Wilson is a longtime advocate of sportsmanship, fair play, and ethical behavior in athletics.  In 2013, he founded Even Field, a nonprofit character development organization that promotes integrity, life skills and leadership through sports. Even Field's core message is "The Way You Win Matters" in sports and in life. "We want to help young people develop the courage to be honest and trustworthy on and off the playing field," said Wilson who added, "We want to be a resource so that we can help youth coaches, parents and student athletes get the most out of the team sports experience and a lot of it has to do with having a positive team culture. It's about helping kids to develop the kinds of traits, habits and skills that are going to help them long-term."

==Honors==

=== "100 Most Influential Sports Educators in America" ===

In 2007, Wilson was named one of the "100 Most Influential Sports Educators in America" by the Institute for International Sport (IIS). Wilson was selected from a list of more than 1,500 nominees. The only other broadcaster named was Bob Costas. According to an IIS news release: "This project is aimed at honoring individuals and organizations who have creatively and effectively used sport in the very best way - as a means to educate and shape positive values"
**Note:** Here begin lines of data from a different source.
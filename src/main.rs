use clap::Parser;
use csv2yml::utils::{logger, validation::Validate};
use csv2yml::{CliConfig, ConvertEngine, ConvertPipeline, StdoutSink};

#[tokio::main(flavor = "current_thread")]
async fn main() -> Result<(), Box<dyn std::error::Error>> {
    let config = CliConfig::parse();

    // 初始化日誌
    logger::init_cli_logger(config.verbose);

    tracing::info!("Starting csv2yml CLI");
    if config.verbose {
        tracing::debug!("CLI config: {:?}", config);
    }

    // 驗證配置
    if let Err(e) = config.validate() {
        tracing::error!("❌ Configuration validation failed: {}", e);
        tracing::error!("💡 Suggestion: {}", e.recovery_suggestion());
        eprintln!("❌ {}", e.user_friendly_message());
        std::process::exit(1);
    }

    let monitor_enabled = config.monitor;
    if monitor_enabled {
        tracing::info!("🔍 System monitoring enabled");
    }

    // 建立輸出與轉換管道
    let sink = StdoutSink::new();
    let pipeline = ConvertPipeline::new(sink, config);

    // 創建引擎並運行
    let engine = ConvertEngine::new_with_monitoring(pipeline, monitor_enabled);

    match engine.run().await {
        Ok(destination) => {
            tracing::info!("✅ Conversion completed successfully!");
            tracing::info!("📁 Output written to: {}", destination);
        }
        Err(e) => {
            // 記錄詳細錯誤信息
            tracing::error!(
                "❌ Conversion failed: {} (Category: {:?}, Severity: {:?})",
                e,
                e.category(),
                e.severity()
            );
            tracing::error!("💡 Recovery suggestion: {}", e.recovery_suggestion());

            // 輸出用戶友好的錯誤信息
            eprintln!("❌ {}", e.user_friendly_message());
            eprintln!("💡 建議: {}", e.recovery_suggestion());

            // 根據錯誤嚴重程度決定退出碼
            let exit_code = match e.severity() {
                csv2yml::utils::error::ErrorSeverity::Low => 0, // 警告，但成功
                csv2yml::utils::error::ErrorSeverity::Medium => 2, // 空輸入
                csv2yml::utils::error::ErrorSeverity::High => 1, // 處理錯誤
                csv2yml::utils::error::ErrorSeverity::Critical => 3, // 系統錯誤
            };

            if exit_code > 0 {
                std::process::exit(exit_code);
            }
        }
    }

    Ok(())
}
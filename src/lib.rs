pub mod config;
pub mod core;
pub mod domain;
pub mod utils;

pub use config::{cli::StdoutSink, CliConfig};
pub use core::{engine::ConvertEngine, pipeline::ConvertPipeline};
pub use utils::error::{ConvertError, Result};
pub mod engine;
pub mod pipeline;

pub use crate::domain::model::{Header, OutputItem, Record, Table, TransformResult};
pub use crate::domain::ports::{ConfigProvider, OutputSink, Pipeline};
pub use crate::utils::error::Result;
use thiserror::Error;

#[derive(Error, Debug)]
pub enum ConvertError {
    #[error("CSV processing error: {0}")]
    CsvError(#[from] csv::Error),

    #[error("IO error: {0}")]
    IoError(#[from] std::io::Error),

    #[error("Input file '{path}' contains no records")]
    EmptyInputError { path: String },

    #[error("Invalid value for {field}: '{value}' ({reason})")]
    InvalidConfigValueError {
        field: String,
        value: String,
        reason: String,
    },
}

pub type Result<T> = std::result::Result<T, ConvertError>;

#[derive(Debug, Clone, Copy, PartialEq, Eq)]
pub enum ErrorSeverity {
    Low,
    Medium,
    High,
    Critical,
}

#[derive(Debug, Clone, Copy, PartialEq, Eq)]
pub enum ErrorCategory {
    Configuration,
    Data,
    Io,
}

impl ConvertError {
    pub fn severity(&self) -> ErrorSeverity {
        match self {
            ConvertError::CsvError(_) => ErrorSeverity::High,
            ConvertError::IoError(_) => ErrorSeverity::Critical,
            ConvertError::EmptyInputError { .. } => ErrorSeverity::Medium,
            ConvertError::InvalidConfigValueError { .. } => ErrorSeverity::High,
        }
    }

    pub fn category(&self) -> ErrorCategory {
        match self {
            ConvertError::CsvError(_) | ConvertError::EmptyInputError { .. } => ErrorCategory::Data,
            ConvertError::IoError(_) => ErrorCategory::Io,
            ConvertError::InvalidConfigValueError { .. } => ErrorCategory::Configuration,
        }
    }

    pub fn recovery_suggestion(&self) -> String {
        match self {
            ConvertError::CsvError(_) => "Check that the input file is well-formed CSV".to_string(),
            ConvertError::IoError(_) => {
                "Check that the input path exists and is readable".to_string()
            }
            ConvertError::EmptyInputError { .. } => {
                "Provide a file with at least a header record".to_string()
            }
            ConvertError::InvalidConfigValueError { .. } => {
                "Fix the configuration value and try again".to_string()
            }
        }
    }

    pub fn user_friendly_message(&self) -> String {
        match self {
            ConvertError::CsvError(e) => format!("The input could not be parsed as CSV: {}", e),
            ConvertError::IoError(e) => format!("File access failed: {}", e),
            ConvertError::EmptyInputError { path } => {
                format!("'{}' has no records - nothing to convert", path)
            }
            ConvertError::InvalidConfigValueError {
                field,
                value,
                reason,
            } => format!("Invalid {}: '{}' ({})", field, value, reason),
        }
    }
}
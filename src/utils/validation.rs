use crate::utils::error::{ConvertError, Result};

pub trait Validate {
    fn validate(&self) -> Result<()>;
}

pub fn validate_path(field_name: &str, path: &str) -> Result<()> {
    if path.trim().is_empty() {
        return Err(ConvertError::InvalidConfigValueError {
            field: field_name.to_string(),
            value: path.to_string(),
            reason: "Path cannot be empty".to_string(),
        });
    }

    if path.contains('\0') {
        return Err(ConvertError::InvalidConfigValueError {
            field: field_name.to_string(),
            value: path.to_string(),
            reason: "Path contains null bytes".to_string(),
        });
    }

    Ok(())
}
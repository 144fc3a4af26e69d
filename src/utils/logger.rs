use tracing_subscriber::{layer::SubscriberExt, util::SubscriberInitExt, EnvFilter};

pub fn init_cli_logger(verbose: bool) {
    let filter = if verbose {
        EnvFilter::try_from_default_env().unwrap_or_else(|_| EnvFilter::new("csv2yml=debug,info"))
    } else {
        EnvFilter::try_from_default_env().unwrap_or_else(|_| EnvFilter::new("csv2yml=info"))
    };

    tracing_subscriber::registry()
        .with(filter)
        .with(
            tracing_subscriber::fmt::layer()
                .with_target(false)
                .with_thread_ids(false)
                .with_file(false)
                .with_line_number(false)
                // stdout 只輸出轉換結果，日誌一律走 stderr
                .with_writer(std::io::stderr)
                .compact(),
        )
        .init();
}
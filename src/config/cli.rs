use crate::core::OutputSink;
use crate::utils::error::Result;
use std::io::{self, BufWriter, Write};

#[derive(Debug, Clone, Default)]
pub struct StdoutSink;

impl StdoutSink {
    pub fn new() -> Self {
        Self
    }
}

impl OutputSink for StdoutSink {
    async fn write_all(&self, data: &[u8]) -> Result<()> {
        let stdout = io::stdout();
        let mut writer = BufWriter::new(stdout.lock());
        writer.write_all(data)?;
        writer.flush()?;
        Ok(())
    }

    fn describe(&self) -> String {
        "stdout".to_string()
    }
}
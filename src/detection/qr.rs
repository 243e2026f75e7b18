use crate::models::{DecodedCode, Point};
use image::GrayImage;
use rqrr::PreparedImage;
use std::panic::{self, AssertUnwindSafe};
use thiserror::Error;
use tracing::{debug, trace};

#[derive(Debug, Error)]
pub enum DecodeError {
    #[error("decoder panicked: {0}")]
    Panicked(String),
    #[error("decoder failed: {0}")]
    Failed(String),
}

/// Low-level code decoding primitive
pub trait CodeDecoder: Send {
    /// Decode every code visible in `image`
    fn decode(&self, image: &GrayImage) -> Result<Vec<DecodedCode>, DecodeError>;

    fn name(&self) -> &str;
}

/// QR decoding backed by `rqrr`
#[derive(Debug, Default, Clone, Copy)]
pub struct QrDecoder;

impl QrDecoder {
    pub fn new() -> Self {
        Self
    }
}

impl CodeDecoder for QrDecoder {
    fn decode(&self, image: &GrayImage) -> Result<Vec<DecodedCode>, DecodeError> {
        // rqrr can panic on pathological grids; contain it to this attempt
        panic::catch_unwind(AssertUnwindSafe(|| decode_grids(image)))
            .map_err(|payload| DecodeError::Panicked(panic_message(payload.as_ref())))
    }

    fn name(&self) -> &str {
        "rqrr"
    }
}

fn decode_grids(image: &GrayImage) -> Vec<DecodedCode> {
    let (w, h) = (image.width() as usize, image.height() as usize);
    let mut prepared = PreparedImage::prepare_from_greyscale(w, h, |x, y| {
        image.get_pixel(x as u32, y as u32)[0]
    });
    let grids = prepared.detect_grids();
    trace!("Found {} candidate grids", grids.len());

    let mut codes = Vec::new();
    for grid in grids {
        let geometry = grid
            .bounds
            .iter()
            .map(|p| Point::new(p.x as f32, p.y as f32))
            .collect();
        match grid.decode() {
            Ok((_meta, content)) => codes.push(DecodedCode::new(content, geometry)),
            Err(e) => debug!("Grid failed to decode: {:?}", e),
        }
    }
    codes
}

fn panic_message(payload: &(dyn std::any::Any + Send)) -> String {
    if let Some(s) = payload.downcast_ref::<&str>() {
        s.to_string()
    } else if let Some(s) = payload.downcast_ref::<String>() {
        s.clone()
    } else {
        "unknown panic".to_string()
    }
}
=== "Best National Sports Radio Host of the Decade"===

In December 2009, Sports Illustrated.com named Wilson runner-up for "Best National Radio Host" of the decade as part of SI.com's best and worst of the decade in sports broadcasting. In December 2010, Wilson, along with ESPN Radio colleagues Doug Brown, Marc Kestecher, and Jon Stashower, were named "Best National Radio Voices for 2010" by Sports Illustrated. In December, 2011, the ESPN Radio anchors were named as "Best National Voices for 2011" by S.I. Media critic Richard Deitsch, who added "If I were to single out an individual for this award, I'd likely give it to Chuck Wilson."

=== Rhode Island Radio Hall of Fame ===

In 2011, Wilson was elected to the Rhode Island Radio Hall of Fame. "Chuck Wilson on Sports" was the first nightly sports talk show in New England to incorporate weekly contributors. The show had a 12-year run from 1981 to 1993. In 2016, Wilson was elected to the Words Unlimited Hall-of-Fame.